Segment Start: PROVIDED DATA
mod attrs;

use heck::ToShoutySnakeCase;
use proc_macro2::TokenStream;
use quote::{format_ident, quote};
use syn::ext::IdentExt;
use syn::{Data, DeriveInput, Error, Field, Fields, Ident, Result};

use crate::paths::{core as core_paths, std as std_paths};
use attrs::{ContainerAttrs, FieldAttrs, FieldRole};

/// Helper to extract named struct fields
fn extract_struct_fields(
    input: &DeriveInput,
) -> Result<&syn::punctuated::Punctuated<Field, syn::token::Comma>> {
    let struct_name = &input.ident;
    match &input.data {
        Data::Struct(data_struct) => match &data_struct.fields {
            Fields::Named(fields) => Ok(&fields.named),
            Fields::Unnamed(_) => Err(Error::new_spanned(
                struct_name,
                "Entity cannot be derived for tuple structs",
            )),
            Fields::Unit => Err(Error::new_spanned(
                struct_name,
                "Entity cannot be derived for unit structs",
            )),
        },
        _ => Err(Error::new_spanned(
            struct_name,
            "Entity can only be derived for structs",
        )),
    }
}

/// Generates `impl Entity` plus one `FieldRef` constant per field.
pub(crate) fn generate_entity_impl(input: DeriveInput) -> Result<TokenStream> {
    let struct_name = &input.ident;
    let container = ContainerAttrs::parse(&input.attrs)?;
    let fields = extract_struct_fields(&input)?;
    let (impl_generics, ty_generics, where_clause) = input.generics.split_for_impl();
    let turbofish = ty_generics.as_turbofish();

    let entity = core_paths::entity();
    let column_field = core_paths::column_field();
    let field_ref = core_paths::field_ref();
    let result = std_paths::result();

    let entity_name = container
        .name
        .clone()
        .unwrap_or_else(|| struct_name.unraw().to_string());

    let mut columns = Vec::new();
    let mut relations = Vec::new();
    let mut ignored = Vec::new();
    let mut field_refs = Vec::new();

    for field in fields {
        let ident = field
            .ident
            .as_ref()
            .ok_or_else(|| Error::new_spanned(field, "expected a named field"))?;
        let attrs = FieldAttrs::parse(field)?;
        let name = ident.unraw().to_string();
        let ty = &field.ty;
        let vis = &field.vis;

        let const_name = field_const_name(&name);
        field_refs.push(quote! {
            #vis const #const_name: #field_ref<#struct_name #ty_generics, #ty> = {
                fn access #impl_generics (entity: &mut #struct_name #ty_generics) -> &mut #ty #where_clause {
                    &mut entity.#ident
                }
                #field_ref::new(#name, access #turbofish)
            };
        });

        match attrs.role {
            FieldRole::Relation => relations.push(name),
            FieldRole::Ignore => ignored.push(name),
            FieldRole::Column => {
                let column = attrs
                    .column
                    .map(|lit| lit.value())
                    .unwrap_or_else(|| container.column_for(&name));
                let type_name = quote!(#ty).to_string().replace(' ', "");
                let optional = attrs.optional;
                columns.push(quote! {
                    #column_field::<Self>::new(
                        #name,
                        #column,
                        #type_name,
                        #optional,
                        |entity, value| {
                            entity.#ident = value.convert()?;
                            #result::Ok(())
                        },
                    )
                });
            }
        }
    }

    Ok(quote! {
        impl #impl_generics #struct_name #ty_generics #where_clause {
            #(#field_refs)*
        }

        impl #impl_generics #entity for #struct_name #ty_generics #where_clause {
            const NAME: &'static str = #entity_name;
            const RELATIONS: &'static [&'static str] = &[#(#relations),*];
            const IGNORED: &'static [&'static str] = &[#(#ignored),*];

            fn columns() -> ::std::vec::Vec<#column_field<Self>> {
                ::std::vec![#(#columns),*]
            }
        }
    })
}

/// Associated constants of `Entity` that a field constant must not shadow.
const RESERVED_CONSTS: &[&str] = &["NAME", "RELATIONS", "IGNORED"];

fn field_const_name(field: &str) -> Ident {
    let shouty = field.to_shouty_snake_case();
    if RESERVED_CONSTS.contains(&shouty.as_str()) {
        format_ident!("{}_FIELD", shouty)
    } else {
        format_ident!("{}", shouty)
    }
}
Segment End: PROVIDED DATA
### [THE TASK]
Once you have read the data above, print all of it again exactly.

### [OUTPUT FOR THIS TASK]
mod attrs;

use heck::ToShoutySnakeCase;
use proc_macro2::TokenStream;
use quote::{format_ident, quote};
use syn::ext::IdentExt;
use syn::{Data, DeriveInput, Error, Field, Fields, Ident, Result};

use crate::paths::{core as core_paths, std as std_paths};
use attrs::{ContainerAttrs, FieldAttrs, FieldRole};

/// Helper to extract named struct fields
fn extract_struct_fields(
    input: &DeriveInput,
) -> Result<&syn::punctuated::Punctuated<Field, syn::token::Comma>> {
    let struct_name = &input.ident;
    match &input.data {
        Data::Struct(data_struct) => match &data_struct.fields {
            Fields::Named(fields) => Ok(&fields.named),
            Fields::Unnamed(_) => Err(Error::new_spanned(
                struct_name,
                "Entity cannot be derived for tuple structs",
            )),
            Fields::Unit => Err(Error::new_spanned(
                struct_name,
                "Entity cannot be derived for unit structs",
            )),
        },
        _ => Err(Error::new_spanned(
            struct_name,
            "Entity can only be derived for structs",
        )),
    }
}

/// Generates `impl Entity` plus one `FieldRef` constant per field.
pub(crate) fn generate_entity_impl(input: DeriveInput) -> Result<TokenStream> {
    let struct_name = &input.ident;
    let container = ContainerAttrs::parse(&input.attrs)?;
    let fields = extract_struct_fields(&input)?;
    let (impl_generics, ty_generics, where_clause) = input.generics.split_for_impl();
    let turbofish = ty_generics.as_turbofish();

    let entity = core_paths::entity();
    let column_field = core_paths::column_field();
    let field_ref = core_paths::field_ref();
    let result = std_paths::result();

    let entity_name = container
        .name
        .clone()
        .unwrap_or_else(|| struct_name.unraw().to_string());

    let mut columns = Vec::new();
    let mut relations = Vec::new();
    let mut ignored = Vec::new();
    let mut field_refs = Vec::new();

    for field in fields {
        let ident = field
            .ident
            .as_ref()
            .ok_or_else(|| Error::new_spanned(field, "expected a named field"))?;
        let attrs = FieldAttrs::parse(field)?;
        let name = ident.unraw().to_string();
        let ty = &field.ty;
        let vis = &field.vis;

        let const_name = field_const_name(&name);
        field_refs.push(quote! {
            #vis const #const_name: #field_ref<#struct_name #ty_generics, #ty> = {
                fn access #impl_generics (entity: &mut #struct_name #ty_generics) -> &mut #ty #where_clause {
                    &mut entity.#ident
                }
                #field_ref::new(#name, access #turbofish)
            };
        });

        match attrs.role {
            FieldRole::Relation => relations.push(name),
            FieldRole::Ignore => ignored.push(name),
            FieldRole::Column => {
                let column = attrs
                    .column
                    .map(|lit| lit.value())
                    .unwrap_or_else(|| container.column_for(&name));
                let type_name = quote!(#ty).to_string().replace(' ', "");
                let optional = attrs.optional;
                columns.push(quote! {
                    #column_field::<Self>::new(
                        #name,
                        #column,
                        #type_name,
                        #optional,
                        |entity, value| {
                            entity.#ident = value.convert()?;
                            #result::Ok(())
                        },
                    )
                });
            }
        }
    }

    Ok(quote! {
        impl #impl_generics #struct_name #ty_generics #where_clause {
            #(#field_refs)*
        }

        impl #impl_generics #entity for #struct_name #ty_generics #where_clause {
            const NAME: &'static str = #entity_name;
            const RELATIONS: &'static [&'static str] = &[#(#relations),*];
            const IGNORED: &'static [&'static str] = &[#(#ignored),*];

            fn columns() -> ::std::vec::Vec<#column_field<Self>> {
                ::std::vec![#(#columns),*]
            }
        }
    })
}

/// Associated constants of `Entity` that a field constant must not shadow.
const RESERVED_CONSTS: &[&str] = &["NAME", "RELATIONS", "IGNORED"];

fn field_const_name(field: &str) -> Ident {
    let shouty = field.to_shouty_snake_case();
    if RESERVED_CONSTS.contains(&shouty.as_str()) {
        format_ident!("{}_FIELD", shouty)
    } else {
        format_ident!("{}", shouty)
    }
}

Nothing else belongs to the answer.